Dieser Wechsel sollte eigentlich logisch sein - gerade in einer Welt, in der Prozesse immer mehr in den Mittelpunkt des Geschäfts rücken. Jede ISO-Zertifizierung verlangt diese Betrachtung, jeder Audit ist davon getrieben. «Deshalb setzen wir voll auf prozessorientierte Software-Entwicklung. Das ist das einzige, was heute Sinn macht», erklärt Giniality-CEO Arthur Neudeck.
Zu Beginn solcher Projekte empfiehlt Neudeck deshalb auch die Erfassung der Ist-Prozesse. Daraus lässt sich ein Modell entwickeln, das klar zeigt, welche Entität in welchen Prozessen zum Tragen kommt. Fällt ein System aus, ist sofort klar, welche Prozesse betroffen sind. Dies präzisiert die Projektanforderungen. Denn ein System steht nicht isoliert im Raum, es ist Teil eines oder mehrerer Prozesse. Veränderungen an solchen Teilelementen müssen das berücksichtigen, um die Integrität des Ganzen zu sichern. Arthur Neudeck: «So wird die Software ans Unternehmen angepasst, nicht umgekehrt.» Hinter so einer Anwendung steckt viel Nachdenken, denn: «Der Teufel steckt im Detail, und damit in der Kommunikation», weiss CEO Neudeck.
Das heisst nicht nur gut programmieren, sondern auch den Menschen und seine Natur mit in die Überlegungen einbeziehen. So setzt das Unternehmen zum Beispiel auf ein gezeichnetes Klick-Interface.

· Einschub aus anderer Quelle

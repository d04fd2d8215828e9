// Copyright (c) 2024-2025 DeepGraph Inc.
// SPDX-License-Identifier: Apache-2.0
//
//! dfcat - a tabular registry of sub-catalog references
//!
//! A registry holds one record per independently-loadable sub-catalog:
//! a unique key, an opaque locator, and searchable metadata whose columns
//! may be scalar or multi-valued. Its job is discovery - given many
//! sub-catalogs, find which ones match criteria (say, "contains field X
//! and variable Y") without loading the sub-catalogs themselves.
//!
//! Core pieces:
//! - [`Registry`]: the ordered in-memory record store with its column
//!   schema and merge semantics
//! - [`Query`]/[`MatchMode`] and [`Registry::search`]: multi-column,
//!   multi-value filtering that remembers its query
//! - [`persist::save`]/[`persist::load`]: lossless delimited-text
//!   persistence with a JSON schema descriptor
//! - [`SubCatalogSource`] and [`resolve`]: sequential, warning-tolerant
//!   binding of matched records to live sub-catalog handles
//! - [`driver`]: a local name → constructor table replacing
//!   host-framework plugin discovery
//!
//! Single-threaded by design: concurrent mutation of one registry needs
//! external serialization by the caller.

pub mod driver;
pub mod error;
pub mod persist;
pub mod registry;
pub mod search;
pub mod source;
pub mod value;

pub use driver::{open_with_driver, register_driver, CatalogDriver, BUILTIN_DRIVER};
pub use error::{CatalogError, CatalogResult};
pub use registry::{AddOutcome, Record, Registry};
pub use search::{MatchMode, Query};
pub use source::{resolve, resolve_one, Resolution, ResolutionWarning, SourceError, SubCatalogSource};
pub use value::{CellValue, ColumnKind, Scalar};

Das heisst, der Kunde kann im Rahmen der Prozessmodellierung einzelne Screens oder Benutzerschnittstellen direkt modellieren. Diese werden aber grafisch nicht klar, sondern eher wie eine Skizze dargestellt. Dieser Trick reduziert Missverständnisse, da ein Nicht-Programmierer einen solchen «Click-Dummy» bereits für die laufende Umsetzung halten kann. Fragen wie «Wieso geht das jetzt noch nicht?» bleiben weg. Allen ist klar, das man sich in der Designphase befindet. Die Reibung im Projekt nimmt merklich ab.

Knowledge-Datenbank

Die nunmehr über elf Jahre Projekterfahrung macht sich Giniality aber auch an anderer Stelle zu Nutze. Seit 2003 betreibt das Unternehmen eine Knowledge-Base, in der alle Lösungen für Entwicklungsaufgaben und Fehler abgelegt sind. Tauchen in aktuellen Projekten Fehler auf, werden diese sofort mit bereits aufgetretenen verglichen. Der Erfolg ist spürbar, meint Neudeck: «Seit einigen Monaten werden neue Probleme nicht mehr ‹nur› im Tages-Rhythmus gelöst, sondern halbtäglich oder gar im Stunden-Rhythmus.»
So kommen am Ende zwei wichtige Element zusammen: Denn der Erfolg eines grossen IT-Projkets hängt nicht nur von der Meisterung der Technik ab. Auch der Mensch muss berücksichtigt werden. Nur die richtige Kombination führt zum Erfolg.